Nova técnica pode gerar célula-tronco sem destruir embrião

02 de março de 2009 • 09h12 • atualizado às 12h55
Técnica é aplicada com a reprogramação de células, que implicaria numa nova fonte celular sem risco de rejeição Foto: Getty Images
Técnica é aplicada com a reprogramação de células, que implicaria numa nova fonte celular sem risco de rejeição
02 de março de 2009
Foto: Getty Images

A perspectiva de criação de ilimitadas células-tronco para tratar de doenças como o Mal de Parkinson, paralisias e diabetes sem a necessidade de destruir embriões humanos parece estar cada vez mais próxima. Pesquisadores da Inglaterra e do Canadá têm trabalhado no desenvolvimento de uma nova e mais segura forma de regredir os ponteiros no relógio celular a ponto de transformar células mais velhas em exemplares embrionários. As informações são do jornal britânico Times.

A regressão na idade celular, para fazer com que células adultas adquiram as propriedades versáteis das células embrionárias, também pode ser a solução dos problemas éticos acerca de questão, um dos principais entraves da clonagem e reprodução de células-tronco.

A nova técnica seria aplicada com a reprogramação de células da pele, cujo resultado implicaria numa nova fonte celular sem risco de rejeição. O método de reprogramação da pele humana em células de um embrião foi desenvolvido inicialmente em 2007 por equipes de pesquisadores japoneses e americanos.

Chamadas de células pluripotentes induzidas (IPS), que têm todas as propriedades de uma célula nova, foram classificadas como a descoberta do ano pela revista Science. O procedimento é feito com a modificação dos quatro principais genes celulares feita pela ação de vírus manipulados laboratorialmente. No entanto, equipes lideradas por Keisuke Kaji, da Universidade de Edimburgo, e Andras Nagy, da Universidade de Toronto, já colaboraram para desenvolver uma nova abordagem para a criação de células IPS que não envolvem vírus.

Segundo o cientista Kaji, que liderou a pesquisa ¿se trata de um passo para a prática da utilização de células reprogramadas na medicina, talvez até mesmo eliminando a necessidade de embriões humanos como fonte de células estaminais ou embrionárias. Este novo método irá avançar no campo da medicina regenerativa, e deve ajudar a compreender as doenças e testar novos medicamentos", disse ele.

Outros estudiosos da área disseram que embora o trabalho seja promissor, ainda há dúvidas sobre a reprogramação técnica, e que a continuação do estudo de células estaminais embrionárias ainda é necessário. Robin Lovell-Badge, do Instituto Nacional de Pesquisa Médica de Londres, descreveu a pesquisa como um "excitante passo na direção certa", mas acrescentou que "não devemos esquecer que o caminho ainda é muito longo e sinuoso e cheio de armadilhas" pela frente, até que se tenha um desfecho seguro sobre a reprogramação celular.

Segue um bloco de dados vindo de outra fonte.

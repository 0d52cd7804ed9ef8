//! Observer primitive used for change notification.
//!
//! A [`Signal<Args>`] keeps a table of slots. [`Signal::emit`] calls every slot
//! with a reference to the payload, in the order the slots were connected.
//! Sources publish their structural changes through a signal and collection
//! views publish their change feed the same way.
//!
//! # Re-entrancy
//!
//! The slot table is copied out and its lock released before any slot runs.
//! A slot may therefore connect, disconnect, or emit on the very signal that
//! is calling it; table edits apply from the next emission.
//!
//! # Example
//!
//! ```
//! use horizon_view_core::Signal;
//!
//! let rows_inserted = Signal::<(usize, usize)>::new();
//!
//! let id = rows_inserted.connect(|(first, last)| {
//!     println!("rows {first}..={last} inserted");
//! });
//!
//! rows_inserted.emit((0, 2));
//! assert!(rows_inserted.disconnect(id));
//! ```

use std::sync::Arc;

use parking_lot::Mutex;
use slotmap::{SlotMap, new_key_type};

use crate::logging::targets;

new_key_type! {
    /// Handle to one connected slot, returned by [`Signal::connect`].
    ///
    /// Handles stay unique for the signal's lifetime; a handle whose slot was
    /// disconnected never refers to a later slot.
    pub struct ConnectionId;
}

type Slot<Args> = Arc<dyn Fn(&Args) + Send + Sync>;

/// A list of slots invoked with a shared payload on every emission.
///
/// `Signal<Args>` is `Send + Sync`; slots run synchronously on whichever thread
/// calls [`emit`](Self::emit). Use `()` as `Args` for payload-free signals.
pub struct Signal<Args> {
    slots: Mutex<SlotMap<ConnectionId, Slot<Args>>>,
}

impl<Args: 'static> Default for Signal<Args> {
    fn default() -> Self {
        Self::new()
    }
}

impl<Args: 'static> Signal<Args> {
    /// Creates a signal with an empty slot table.
    pub fn new() -> Self {
        Self {
            slots: Mutex::new(SlotMap::with_key()),
        }
    }

    /// Adds `slot` to the end of the slot table.
    ///
    /// ```
    /// use horizon_view_core::Signal;
    ///
    /// let reset = Signal::<()>::new();
    /// let id = reset.connect(|_| println!("reset"));
    /// reset.emit(());
    /// assert_eq!(reset.connection_count(), 1);
    /// reset.disconnect(id);
    /// ```
    pub fn connect<F>(&self, slot: F) -> ConnectionId
    where
        F: Fn(&Args) + Send + Sync + 'static,
    {
        self.slots.lock().insert(Arc::new(slot))
    }

    /// Removes one slot. Returns `false` if `id` was already disconnected.
    pub fn disconnect(&self, id: ConnectionId) -> bool {
        self.slots.lock().remove(id).is_some()
    }

    /// Removes every slot.
    pub fn disconnect_all(&self) {
        self.slots.lock().clear();
    }

    /// Returns the number of connected slots.
    pub fn connection_count(&self) -> usize {
        self.slots.lock().len()
    }

    /// Calls every connected slot with `args`, in connection order.
    #[tracing::instrument(skip_all, target = "horizon_view_core::signal", level = "trace")]
    pub fn emit(&self, args: Args) {
        let slots: Vec<Slot<Args>> = self.slots.lock().values().cloned().collect();
        tracing::trace!(target: targets::SIGNAL, slot_count = slots.len(), "emit");

        for slot in &slots {
            slot(&args);
        }
    }
}

impl<Args> std::fmt::Debug for Signal<Args> {
    fn fmt(&self, f: &mut std::fmt::Formatter<'_>) -> std::fmt::Result {
        f.debug_struct("Signal")
            .field("slots", &self.slots.lock().len())
            .finish()
    }
}
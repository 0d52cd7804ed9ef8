//! The view maintainer: materialized view state and its incremental updates.
//!
//! `ViewState` holds no locks and knows nothing about signals. Every operation
//! appends the notifications it produces, in mutation order, to an output
//! queue; the owning view emits them once its lock is released.
//!
//! Each view entry remembers the source index its item came from. Entries are
//! kept ordered by the composite comparator with the source index as the
//! final tie-break, which makes every incremental insert land exactly where a
//! stable sort of the filtered source would have put it.

use std::cmp::Ordering;
use std::sync::Arc;

use horizon_view_core::PerfSpan;
use horizon_view_core::logging::targets;

use super::comparator::CompositeComparator;
use super::group::{CollectionGroup, GroupIndex};
use super::signals::{Notification, ViewChange, ViewProperty};
use super::sort::{GroupDescription, SortDescription};
use super::source::SourceChange;

/// Type alias for a filter predicate.
pub type FilterFn<T> = Arc<dyn Fn(&T) -> bool + Send + Sync>;

#[derive(Debug, Clone)]
struct Entry<T> {
    item: T,
    source_index: usize,
}

/// Current item and position, captured to detect cursor changes.
#[derive(Debug, Clone, PartialEq)]
pub(crate) struct Cursor<T> {
    position: Option<usize>,
    item: Option<T>,
}

pub(crate) struct ViewState<T> {
    entries: Vec<Entry<T>>,
    source_len: usize,
    filter: Option<FilterFn<T>>,
    comparer: CompositeComparator<T>,
    groups: GroupIndex<T>,
    current: Option<usize>,
    defer_depth: usize,
    needs_refresh: bool,
}

impl<T: Clone + PartialEq> ViewState<T> {
    pub(crate) fn new() -> Self {
        Self {
            entries: Vec::new(),
            source_len: 0,
            filter: None,
            comparer: CompositeComparator::default(),
            groups: GroupIndex::default(),
            current: None,
            defer_depth: 0,
            needs_refresh: false,
        }
    }

    // -------------------------------------------------------------------------
    // Read access
    // -------------------------------------------------------------------------

    pub(crate) fn len(&self) -> usize {
        self.entries.len()
    }

    pub(crate) fn get(&self, index: usize) -> Option<&T> {
        self.entries.get(index).map(|e| &e.item)
    }

    pub(crate) fn items(&self) -> Vec<T> {
        self.entries.iter().map(|e| e.item.clone()).collect()
    }

    pub(crate) fn index_of(&self, item: &T) -> Option<usize> {
        self.entries.iter().position(|e| e.item == *item)
    }

    pub(crate) fn comparer(&self) -> &CompositeComparator<T> {
        &self.comparer
    }

    pub(crate) fn groups(&self) -> &[CollectionGroup<T>] {
        self.groups.groups()
    }

    pub(crate) fn group_count(&self) -> usize {
        self.groups.len()
    }

    pub(crate) fn has_filter(&self) -> bool {
        self.filter.is_some()
    }

    fn passes(&self, item: &T) -> bool {
        self.filter.as_ref().is_none_or(|filter| filter(item))
    }

    // -------------------------------------------------------------------------
    // Rules
    // -------------------------------------------------------------------------

    /// Replaces the filter. The caller decides how the view catches up.
    pub(crate) fn set_filter(&mut self, filter: Option<FilterFn<T>>) {
        self.filter = filter;
    }

    pub(crate) fn set_group(&mut self, group: Option<GroupDescription<T>>) {
        self.comparer.set_group(group);
    }

    pub(crate) fn sorts_mut(&mut self) -> &mut Vec<SortDescription<T>> {
        self.comparer.sorts_mut()
    }

    // -------------------------------------------------------------------------
    // Deferral
    // -------------------------------------------------------------------------

    pub(crate) fn is_deferred(&self) -> bool {
        self.defer_depth > 0
    }

    pub(crate) fn begin_defer(&mut self) {
        self.defer_depth += 1;
    }

    /// Releases one level of deferral.
    ///
    /// Returns `true` when the outermost level was released and changes were
    /// recorded while suspended, in which case the caller must rebuild.
    pub(crate) fn end_defer(&mut self) -> bool {
        if self.defer_depth == 0 {
            tracing::warn!(target: targets::VIEW, "unbalanced defer release ignored");
            return false;
        }
        self.defer_depth -= 1;
        self.defer_depth == 0 && self.needs_refresh
    }

    pub(crate) fn mark_dirty(&mut self) {
        self.needs_refresh = true;
    }

    // -------------------------------------------------------------------------
    // Current item
    // -------------------------------------------------------------------------

    pub(crate) fn current_position(&self) -> Option<usize> {
        self.current
    }

    pub(crate) fn current_item(&self) -> Option<&T> {
        self.current.and_then(|pos| self.get(pos))
    }

    /// Moves the cursor. Positions past the end are clamped to "none".
    pub(crate) fn set_current(&mut self, position: Option<usize>) {
        self.current = position.filter(|&pos| pos < self.entries.len());
    }

    pub(crate) fn cursor(&self) -> Cursor<T> {
        Cursor {
            position: self.current,
            item: self.current_item().cloned(),
        }
    }

    /// Queues property notifications for whatever changed since `before`.
    pub(crate) fn notify_cursor(&self, before: &Cursor<T>, out: &mut Vec<Notification<T>>) {
        let after = self.cursor();
        if after.item != before.item {
            out.push(Notification::Property(ViewProperty::CurrentItem));
        }
        if after.position != before.position {
            out.push(Notification::Property(ViewProperty::CurrentPosition));
        }
    }

    // -------------------------------------------------------------------------
    // Full rebuild
    // -------------------------------------------------------------------------

    /// Recomputes the whole view from a source snapshot.
    pub(crate) fn rebuild(&mut self, snapshot: Vec<T>, out: &mut Vec<Notification<T>>) {
        let _span = PerfSpan::new("rebuild");
        let previous = self.current_item().cloned();

        self.source_len = snapshot.len();
        let mut entries: Vec<Entry<T>> = snapshot
            .into_iter()
            .enumerate()
            .filter(|(_, item)| self.passes(item))
            .map(|(source_index, item)| Entry { item, source_index })
            .collect();
        if !self.comparer.is_unordered() {
            // Stable: ties keep source order.
            entries.sort_by(|a, b| self.comparer.compare(&a.item, &b.item));
        }
        self.entries = entries;

        match self.comparer.group() {
            Some(rule) => self.groups.rebuild(rule, self.entries.iter().map(|e| &e.item)),
            None => self.groups.clear(),
        }

        self.current = match previous {
            Some(item) => self.index_of(&item).or(self.first_position()),
            None => self.first_position(),
        };
        self.needs_refresh = false;

        tracing::debug!(
            target: targets::VIEW,
            source_len = self.source_len,
            view_len = self.entries.len(),
            group_count = self.groups.len(),
            "rebuilt view"
        );
        out.push(Notification::Collection(ViewChange::Reset));
    }

    fn first_position(&self) -> Option<usize> {
        if self.entries.is_empty() { None } else { Some(0) }
    }

    // -------------------------------------------------------------------------
    // Single-item operations
    // -------------------------------------------------------------------------

    /// View index at which an item from `source_index` belongs.
    fn position_for(&self, item: &T, source_index: usize) -> usize {
        self.entries
            .partition_point(|e| match self.comparer.compare(&e.item, item) {
                Ordering::Less => true,
                Ordering::Greater => false,
                Ordering::Equal => e.source_index < source_index,
            })
    }

    fn find_source_index(&self, source_index: usize) -> Option<usize> {
        self.entries
            .iter()
            .position(|e| e.source_index == source_index)
    }

    /// Shifts entries at or after `from` one source slot up.
    fn shift_up(&mut self, from: usize) {
        for entry in &mut self.entries {
            if entry.source_index >= from {
                entry.source_index += 1;
            }
        }
    }

    /// Shifts entries after the removed slot `removed` one source slot down.
    fn shift_down(&mut self, removed: usize) {
        for entry in &mut self.entries {
            if entry.source_index > removed {
                entry.source_index -= 1;
            }
        }
    }

    fn insert_entry(
        &mut self,
        item: T,
        source_index: usize,
        out: &mut Vec<Notification<T>>,
    ) -> usize {
        let index = self.position_for(&item, source_index);
        self.entries.insert(
            index,
            Entry {
                item: item.clone(),
                source_index,
            },
        );
        if let Some(rule) = self.comparer.group() {
            self.groups.insert(rule, item.clone(), index);
        }
        if let Some(current) = self.current.as_mut()
            && *current >= index
        {
            *current += 1;
        }

        tracing::trace!(target: targets::VIEW, index, source_index, "inserted item");
        out.push(Notification::Collection(ViewChange::Inserted { index, item }));
        index
    }

    fn remove_entry_at(&mut self, index: usize, out: &mut Vec<Notification<T>>) -> T {
        let Entry { item, source_index } = self.entries.remove(index);
        if let Some(rule) = self.comparer.group()
            && !self.groups.remove(rule, &item, index)
        {
            tracing::warn!(target: targets::VIEW, index, "removed item missing from its group");
        }
        self.current = match self.current {
            Some(current) if current == index => self.first_position(),
            Some(current) if current > index => Some(current - 1),
            other => other,
        };

        tracing::trace!(target: targets::VIEW, index, source_index, "removed item");
        out.push(Notification::Collection(ViewChange::Removed {
            index,
            item: item.clone(),
        }));
        item
    }

    fn source_added(&mut self, index: usize, item: T, out: &mut Vec<Notification<T>>) {
        self.shift_up(index);
        self.source_len += 1;
        if self.passes(&item) {
            self.insert_entry(item, index, out);
        }
    }

    fn source_removed(&mut self, index: usize, out: &mut Vec<Notification<T>>) {
        if let Some(view_index) = self.find_source_index(index) {
            self.remove_entry_at(view_index, out);
        }
        self.shift_down(index);
        self.source_len -= 1;
    }

    fn source_replaced(&mut self, index: usize, item: T, out: &mut Vec<Notification<T>>) {
        if let Some(view_index) = self.find_source_index(index) {
            self.remove_entry_at(view_index, out);
        }
        if self.passes(&item) {
            self.insert_entry(item, index, out);
        }
    }

    fn source_moved(
        &mut self,
        old_index: usize,
        new_index: usize,
        item: T,
        out: &mut Vec<Notification<T>>,
    ) {
        let view_index = self.find_source_index(old_index);
        let was_current = view_index.is_some() && view_index == self.current;

        if let Some(view_index) = view_index {
            self.remove_entry_at(view_index, out);
        }
        self.shift_down(old_index);
        self.shift_up(new_index);

        if self.passes(&item) {
            let index = self.insert_entry(item, new_index, out);
            if was_current {
                self.current = Some(index);
            }
        }
    }

    /// Applies a source change.
    ///
    /// Single-item changes are applied incrementally; anything else, or a
    /// change whose indices do not fit the tracked source, rebuilds from
    /// `snapshot`.
    pub(crate) fn apply_change<F>(
        &mut self,
        change: &SourceChange<T>,
        snapshot: F,
        out: &mut Vec<Notification<T>>,
    ) where
        F: FnOnce() -> Vec<T>,
    {
        if self.is_deferred() {
            self.needs_refresh = true;
            return;
        }
        if !change.is_single() {
            tracing::debug!(
                target: targets::VIEW,
                kind = change.kind(),
                "change not incremental, rebuilding"
            );
            self.rebuild(snapshot(), out);
            return;
        }

        let len = self.source_len;
        match change {
            SourceChange::Added { index, items } if *index <= len => {
                self.source_added(*index, items[0].clone(), out);
            }
            SourceChange::Removed { index, .. } if *index < len => {
                self.source_removed(*index, out);
            }
            SourceChange::Replaced { index, new, .. } if *index < len => {
                self.source_replaced(*index, new[0].clone(), out);
            }
            SourceChange::Moved {
                old_index,
                new_index,
                items,
            } if *old_index < len && *new_index < len => {
                self.source_moved(*old_index, *new_index, items[0].clone(), out);
            }
            _ => {
                tracing::warn!(
                    target: targets::VIEW,
                    kind = change.kind(),
                    source_len = len,
                    "change out of range, rebuilding"
                );
                self.rebuild(snapshot(), out);
            }
        }
    }

    // -------------------------------------------------------------------------
    // Filter re-evaluation
    // -------------------------------------------------------------------------

    /// Re-tests the current filter without a rebuild: removes entries that
    /// now fail, then admits source items that now pass, in source order.
    pub(crate) fn refilter(&mut self, snapshot: &[T], out: &mut Vec<Notification<T>>) {
        if snapshot.len() != self.source_len {
            tracing::warn!(
                target: targets::VIEW,
                snapshot_len = snapshot.len(),
                source_len = self.source_len,
                "source out of sync, rebuilding"
            );
            self.rebuild(snapshot.to_vec(), out);
            return;
        }

        let mut index = 0;
        while index < self.entries.len() {
            if self.passes(&self.entries[index].item) {
                index += 1;
            } else {
                self.remove_entry_at(index, out);
            }
        }

        let mut present = vec![false; snapshot.len()];
        for entry in &self.entries {
            present[entry.source_index] = true;
        }
        for (source_index, item) in snapshot.iter().enumerate() {
            if !present[source_index] && self.passes(item) {
                self.insert_entry(item.clone(), source_index, out);
            }
        }
    }
}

"Para o momento, penso que é bastante prematuro sugerir que este trabalho irá eliminar a necessidade de extrair células estaminais embrionárias humanas a partir de embriões. Ainda temos muito a aprender a partir de células estaminais embrionárias humanas e sobre a sua verdadeira identidade e suas propriedades, e esse conhecimento é necessário a fim de saber se as células IPS são verdadeiramente humanas ou não.¿

O novo procedimento, que é descrito em dois artigos publicados na revista Nature, uma oportunidade surgiu após reunião entre os cientistas envolvidos no estudo. Eles têm agora combinadas as suas técnicas para desenvolver um método que pode modificar todos os quatro genes de uma só vez para reprogramar células adultas.

"Ninguém, incluindo eu, pensava que era realmente possível esta reprogramação. Utilizando nosso método, será possível eliminar não só os genes inseridos, mas todos os traços da nossa modificação genética do ser humano a partir de células IPS, embora nós ainda necessidade de melhorar isso até tornar o processo eficiente", declarou Keisuke Kaji, da Universidade de Edimburgo.

"Esperamos que estas células formem a base para o tratamento de muitas doenças e condições que são atualmente consideradas incuráveis. Temos encontrado uma maneira altamente eficiente e segura para criar novas células para o corpo humano, o que evita o desafio de rejeição imunológica", complementa Andras Nagy, da Universidade de Toronto.